#### What needs to be done:
Write the data out again in full, with no departure from the original.

#### Data provided:
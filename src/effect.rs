//! Declarative description of the work the renderer host must perform.

use crate::RendererHost;

/// A single outbound call into the renderer host.
#[derive(Clone, Debug, PartialEq, Eq)]
pub enum HostCommand {
    /// Replace the host's document with a freshly generated one.
    LoadDocument(String),
    /// Run a script against the currently loaded document.
    ExecuteScript(String),
}

/// Ordered batch of [`HostCommand`]s.
///
/// Pipeline operations never talk to the host directly. They return an
/// `Effect` describing what should happen, and the runtime applies it with
/// [`Effect::execute`]. This keeps every state transition testable without a
/// browser.
///
/// # Example
///
/// ```rust
/// use markmap_preview::{Effect, HostCommand};
///
/// // Load a document, then talk to it
/// let effect = Effect::batch(vec![
///     Effect::just(HostCommand::LoadDocument("<html></html>".to_string())),
///     Effect::just(HostCommand::ExecuteScript("void 0".to_string())),
/// ]);
/// assert_eq!(effect.commands().len(), 2);
///
/// // Nothing to do
/// assert!(Effect::none().is_none());
/// ```
#[derive(Clone, Debug, Default, PartialEq, Eq)]
#[must_use]
pub struct Effect(Vec<HostCommand>);

impl Effect {
    /// An effect that does nothing.
    pub fn none() -> Self {
        Self(Vec::new())
    }

    /// An effect issuing exactly one command.
    pub fn just(command: HostCommand) -> Self {
        Self(vec![command])
    }

    /// Concatenate effects, preserving their order.
    pub fn batch(effects: Vec<Effect>) -> Self {
        Self(effects.into_iter().flat_map(|effect| effect.0).collect())
    }

    pub fn is_none(&self) -> bool {
        self.0.is_empty()
    }

    pub fn commands(&self) -> &[HostCommand] {
        &self.0
    }

    /// Hand every command to the host, in order.
    ///
    /// The host is expected to return immediately; script execution and
    /// document loading complete asynchronously on its side.
    pub fn execute<H: RendererHost + ?Sized>(self, host: &mut H) {
        for command in self.0 {
            match command {
                HostCommand::LoadDocument(html) => host.load_document(html),
                HostCommand::ExecuteScript(script) => host.execute_script(script),
            }
        }
    }
}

#### Response to this task:
filename src/effect.rs
//! Declarative description of the work the renderer host must perform.

use crate::RendererHost;

/// A single outbound call into the renderer host.
#[derive(Clone, Debug, PartialEq, Eq)]
pub enum HostCommand {
    /// Replace the host's document with a freshly generated one.
    LoadDocument(String),
    /// Run a script against the currently loaded document.
    ExecuteScript(String),
}

/// Ordered batch of [`HostCommand`]s.
///
/// Pipeline operations never talk to the host directly. They return an
/// `Effect` describing what should happen, and the runtime applies it with
/// [`Effect::execute`]. This keeps every state transition testable without a
/// browser.
///
/// # Example
///
/// ```rust
/// use markmap_preview::{Effect, HostCommand};
///
/// // Load a document, then talk to it
/// let effect = Effect::batch(vec![
///     Effect::just(HostCommand::LoadDocument("<html></html>".to_string())),
///     Effect::just(HostCommand::ExecuteScript("void 0".to_string())),
/// ]);
/// assert_eq!(effect.commands().len(), 2);
///
/// // Nothing to do
/// assert!(Effect::none().is_none());
/// ```
#[derive(Clone, Debug, Default, PartialEq, Eq)]
#[must_use]
pub struct Effect(Vec<HostCommand>);

impl Effect {
    /// An effect that does nothing.
    pub fn none() -> Self {
        Self(Vec::new())
    }

    /// An effect issuing exactly one command.
    pub fn just(command: HostCommand) -> Self {
        Self(vec![command])
    }

    /// Concatenate effects, preserving their order.
    pub fn batch(effects: Vec<Effect>) -> Self {
        Self(effects.into_iter().flat_map(|effect| effect.0).collect())
    }

    pub fn is_none(&self) -> bool {
        self.0.is_empty()
    }

    pub fn commands(&self) -> &[HostCommand] {
        &self.0
    }

    /// Hand every command to the host, in order.
    ///
    /// The host is expected to return immediately; script execution and
    /// document loading complete asynchronously on its side.
    pub fn execute<H: RendererHost + ?Sized>(self, host: &mut H) {
        for command in self.0 {
            match command {
                HostCommand::LoadDocument(html) => host.load_document(html),
                HostCommand::ExecuteScript(script) => host.execute_script(script),
            }
        }
    }
}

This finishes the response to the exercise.